§ **Data extracts**
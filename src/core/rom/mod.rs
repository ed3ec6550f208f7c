// SPDX-License-Identifier: Apache-2.0
// Copyright 2025 r64core contributors
//
// Licensed under the Apache License, Version 2.0 (the "License");
// you may not use this file except in compliance with the License.
// You may obtain a copy of the License at
//
//     http://www.apache.org/licenses/LICENSE-2.0
//
// Unless required by applicable law or agreed to in writing, software
// distributed under the License is distributed on an "AS IS" BASIS,
// WITHOUT WARRANTIES OR CONDITIONS OF ANY KIND, either express or implied.
// See the License for the specific language governing permissions and
// limitations under the License.

//! Cartridge ROM loading and identification
//!
//! ROM images arrive in one of three on-disk byte orders, optionally
//! gzip-compressed. Loading normalizes everything to big-endian (.z64)
//! word order, parses the 64-byte header, and computes an MD5 digest
//! used as the image's identity (cache key, quirk lookup, movie
//! verification).
//!
//! | First byte | Format | Normalization               |
//! |------------|--------|-----------------------------|
//! | 0x80       | .z64   | none (native)               |
//! | 0x37       | .v64   | swap within each halfword   |
//! | 0x40       | .n64   | reverse bytes of each word  |

use crate::core::error::{CoreError, Result};
use flate2::read::GzDecoder;
use md5::{Digest, Md5};
use std::collections::HashMap;
use std::io::Read;
use std::path::{Path, PathBuf};

#[cfg(test)]
mod tests;

/// Gzip magic bytes used to detect compressed images.
const GZIP_MAGIC: [u8; 2] = [0x1F, 0x8B];

/// Size of the cartridge header in bytes.
pub const HEADER_SIZE: usize = 0x40;

/// TV system a cartridge targets, derived from its country code.
#[derive(Debug, Clone, Copy, PartialEq, Eq)]
pub enum SystemType {
    Ntsc,
    Pal,
}

/// Boot chip variant, detected from a checksum over the boot code.
///
/// Determines the register file contents the IPL3 would have left
/// behind when the HLE boot skips it.
#[derive(Debug, Clone, Copy, PartialEq, Eq)]
pub enum CicChip {
    Cic6101,
    Cic6102,
    Cic6103,
    Cic6105,
    Cic6106,
}

/// Parsed 64-byte cartridge header.
#[derive(Debug, Clone)]
pub struct RomHeader {
    pub clock_rate: u32,
    /// Boot address the IPL3 jumps to.
    pub pc: u32,
    pub release: u32,
    pub crc1: u32,
    pub crc2: u32,
    /// Image name, trimmed of trailing whitespace/NULs.
    pub name: String,
    pub manufacturer_id: u32,
    pub cartridge_id: u16,
    pub country_code: u8,
}

/// A loaded, normalized cartridge image.
#[derive(Debug)]
pub struct Rom {
    /// Image bytes in big-endian (.z64) word order.
    data: Vec<u8>,
    header: RomHeader,
    /// MD5 digest of the normalized image, uppercase hex.
    md5: String,
    system: SystemType,
    cic: CicChip,
}

impl Rom {
    /// Parse an in-memory image: inflate if gzip-compressed, normalize
    /// the byte order, parse the header and compute the identity digest.
    pub fn from_bytes(raw: &[u8]) -> Result<Self> {
        let mut data = maybe_inflate(raw)?;

        if data.len() < HEADER_SIZE {
            return Err(CoreError::RomTooSmall {
                expected: HEADER_SIZE,
                got: data.len(),
            });
        }

        normalize_byte_order(&mut data)?;

        let header = parse_header(&data);
        let md5 = {
            let mut hasher = Md5::new();
            hasher.update(&data);
            let digest = hasher.finalize();
            digest.iter().map(|b| format!("{:02X}", b)).collect()
        };
        let system = system_type(header.country_code);
        let cic = detect_cic(&data);

        log::info!(
            "ROM loaded: \"{}\" CRC {:08X} {:08X} country {} ({:?}, {:?}, {} bytes)",
            header.name,
            header.crc1,
            header.crc2,
            header.country_code as char,
            system,
            cic,
            data.len()
        );

        Ok(Self {
            data,
            header,
            md5,
            system,
            cic,
        })
    }

    /// Load an image from disk, consulting the cache first.
    pub fn load(path: impl AsRef<Path>, cache: &mut RomCache) -> Result<Self> {
        let path = path.as_ref();
        if let Some(raw) = cache.get(path) {
            log::info!("loading cached ROM for {}", path.display());
            return Self::from_bytes(&raw);
        }
        let raw = std::fs::read(path)
            .map_err(|_| CoreError::RomNotFound(path.display().to_string()))?;
        let rom = Self::from_bytes(&raw)?;
        cache.insert(path.to_path_buf(), raw);
        Ok(rom)
    }

    pub fn header(&self) -> &RomHeader {
        &self.header
    }

    pub fn data(&self) -> &[u8] {
        &self.data
    }

    pub fn md5(&self) -> &str {
        &self.md5
    }

    pub fn system_type(&self) -> SystemType {
        self.system
    }

    pub fn cic(&self) -> CicChip {
        self.cic
    }

    /// Vertical interrupts per second for this cartridge's TV system.
    pub fn vis_per_second(&self) -> u32 {
        match self.system {
            SystemType::Pal => 50,
            SystemType::Ntsc => 60,
        }
    }

    /// Read a 32-bit word from the normalized image.
    pub fn read_u32(&self, offset: usize) -> u32 {
        let b = &self.data[offset..offset + 4];
        u32::from_be_bytes([b[0], b[1], b[2], b[3]])
    }
}

/// Inflate a gzip-compressed image, or pass the buffer through.
fn maybe_inflate(raw: &[u8]) -> Result<Vec<u8>> {
    if raw.len() >= 2 && raw[0..2] == GZIP_MAGIC {
        let mut out = Vec::new();
        GzDecoder::new(raw).read_to_end(&mut out)?;
        Ok(out)
    } else {
        Ok(raw.to_vec())
    }
}

/// Normalize an image to big-endian (.z64) word order in place.
///
/// The format is identified by the first byte of the image; anything
/// other than the three known orders is rejected.
pub fn normalize_byte_order(data: &mut [u8]) -> Result<()> {
    match data[0] {
        0x80 => Ok(()),
        0x37 => {
            for pair in data.chunks_exact_mut(2) {
                pair.swap(0, 1);
            }
            Ok(())
        }
        0x40 => {
            for word in data.chunks_exact_mut(4) {
                word.swap(0, 3);
                word.swap(1, 2);
            }
            Ok(())
        }
        _ => {
            let first_word = u32::from_be_bytes([data[0], data[1], data[2], data[3]]);
            log::error!("wrong ROM file format (first word 0x{:08X})", first_word);
            Err(CoreError::BadRomFormat { first_word })
        }
    }
}

fn parse_header(data: &[u8]) -> RomHeader {
    let be = |o: usize| u32::from_be_bytes([data[o], data[o + 1], data[o + 2], data[o + 3]]);

    let name_bytes = &data[0x20..0x34];
    let name = name_bytes
        .iter()
        .map(|&b| if b == 0 { b' ' } else { b } as char)
        .collect::<String>()
        .trim()
        .to_string();

    RomHeader {
        clock_rate: be(0x04),
        pc: be(0x08),
        release: be(0x0C),
        crc1: be(0x10),
        crc2: be(0x14),
        name,
        manufacturer_id: be(0x38),
        cartridge_id: u16::from_be_bytes([data[0x3C], data[0x3D]]),
        country_code: data[0x3E],
    }
}

/// Map a country code to the TV system. Unknown codes fall back to PAL,
/// matching the reference behavior.
pub fn system_type(country_code: u8) -> SystemType {
    match country_code {
        0x37 | 0x41 | 0x45 | 0x4A => SystemType::Ntsc,
        0x44 | 0x46 | 0x49 | 0x50 | 0x53 | 0x55 | 0x58 | 0x59 => SystemType::Pal,
        _ => {
            log::warn!("unknown country code 0x{:02X}, assuming PAL", country_code);
            SystemType::Pal
        }
    }
}

/// Human-readable region name for a country code.
pub fn country_name(country_code: u8) -> &'static str {
    match country_code {
        0x00 => "Demo",
        0x37 => "Beta",
        0x41 => "USA/Japan",
        0x44 => "Germany",
        0x45 => "USA",
        0x46 => "France",
        0x49 => "Italy",
        0x4A => "Japan",
        0x53 => "Spain",
        0x55 | 0x59 => "Australia",
        0x50 | 0x58 | 0x20 | 0x21 | 0x38 | 0x70 => "Europe",
        _ => "Unknown",
    }
}

/// Detect the boot chip from the additive checksum of the boot code
/// (words 0x40..0x1000 of the image). Unknown checksums assume 6102.
fn detect_cic(data: &[u8]) -> CicChip {
    let end = data.len().min(0x1000);
    let mut sum: u64 = 0;
    let mut off = 0x40;
    while off + 4 <= end {
        sum = sum.wrapping_add(u32::from_be_bytes([
            data[off],
            data[off + 1],
            data[off + 2],
            data[off + 3],
        ]) as u64);
        off += 4;
    }
    match sum {
        0x000000D0027FDF31 | 0x000000CFFB631223 => CicChip::Cic6101,
        0x000000D057C85244 => CicChip::Cic6102,
        0x000000D6497E414B => CicChip::Cic6103,
        0x0000011A49F60E96 => CicChip::Cic6105,
        0x000000D6D5BE5580 => CicChip::Cic6106,
        _ => CicChip::Cic6102,
    }
}

/// Bounded in-memory cache of raw (pre-normalization) ROM file contents,
/// keyed by path. Purely a loading accelerator; never persisted.
pub struct RomCache {
    entries: HashMap<PathBuf, Vec<u8>>,
    capacity: usize,
}

impl RomCache {
    pub fn new(capacity: usize) -> Self {
        Self {
            entries: HashMap::new(),
            capacity,
        }
    }

    pub fn get(&self, path: &Path) -> Option<Vec<u8>> {
        self.entries.get(path).cloned()
    }

    pub fn insert(&mut self, path: PathBuf, raw: Vec<u8>) {
        if self.entries.len() < self.capacity {
            log::info!(
                "caching ROM ({}/{} entries full)",
                self.entries.len() + 1,
                self.capacity
            );
            self.entries.insert(path, raw);
        }
    }

    pub fn len(&self) -> usize {
        self.entries.len()
    }

    pub fn is_empty(&self) -> bool {
        self.entries.is_empty()
    }
}
// SPDX-License-Identifier: Apache-2.0
// Copyright 2025 r64core contributors
//
// Licensed under the Apache License, Version 2.0 (the "License");
// you may not use this file except in compliance with the License.
// You may obtain a copy of the License at
//
//     http://www.apache.org/licenses/LICENSE-2.0
//
// Unless required by applicable law or agreed to in writing, software
// distributed under the License is distributed on an "AS IS" BASIS,
// WITHOUT WARRANTIES OR CONDITIONS OF ANY KIND, either express or implied.
// See the License for the specific language governing permissions and
// limitations under the License.

//! Core emulation components
//!
//! This module contains the hardware emulation components:
//! - CPU (MIPS R4300i) with COP0, COP1 and the software TLB
//! - Memory bus (RDRAM, SP memories, ROM window)
//! - Block cache / cached-dispatch recompiler
//! - ROM loading and identification
//! - Execution session integration

pub mod config;
pub mod cpu;
pub mod error;
pub mod memory;
pub mod recompiler;
pub mod rom;
pub mod save_state;
pub mod system;

// Re-export commonly used types
pub use config::CoreConfig;
pub use cpu::Cpu;
pub use error::{CoreError, Result};
pub use memory::Bus;
pub use rom::Rom;
pub use system::System;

§ **About this task**
Begin with the line above that has "header in bytes." and continue through the line that has "if gzip-compressed, normalize", setting each one down exactly. Stop there.

§ **Answer below**
/// Size of the cartridge header in bytes.
pub const HEADER_SIZE: usize = 0x40;

/// TV system a cartridge targets, derived from its country code.
#[derive(Debug, Clone, Copy, PartialEq, Eq)]
pub enum SystemType {
    Ntsc,
    Pal,
}

/// Boot chip variant, detected from a checksum over the boot code.
///
/// Determines the register file contents the IPL3 would have left
/// behind when the HLE boot skips it.
#[derive(Debug, Clone, Copy, PartialEq, Eq)]
pub enum CicChip {
    Cic6101,
    Cic6102,
    Cic6103,
    Cic6105,
    Cic6106,
}

/// Parsed 64-byte cartridge header.
#[derive(Debug, Clone)]
pub struct RomHeader {
    pub clock_rate: u32,
    /// Boot address the IPL3 jumps to.
    pub pc: u32,
    pub release: u32,
    pub crc1: u32,
    pub crc2: u32,
    /// Image name, trimmed of trailing whitespace/NULs.
    pub name: String,
    pub manufacturer_id: u32,
    pub cartridge_id: u16,
    pub country_code: u8,
}

/// A loaded, normalized cartridge image.
#[derive(Debug)]
pub struct Rom {
    /// Image bytes in big-endian (.z64) word order.
    data: Vec<u8>,
    header: RomHeader,
    /// MD5 digest of the normalized image, uppercase hex.
    md5: String,
    system: SystemType,
    cic: CicChip,
}

impl Rom {
    /// Parse an in-memory image: inflate if gzip-compressed, normalize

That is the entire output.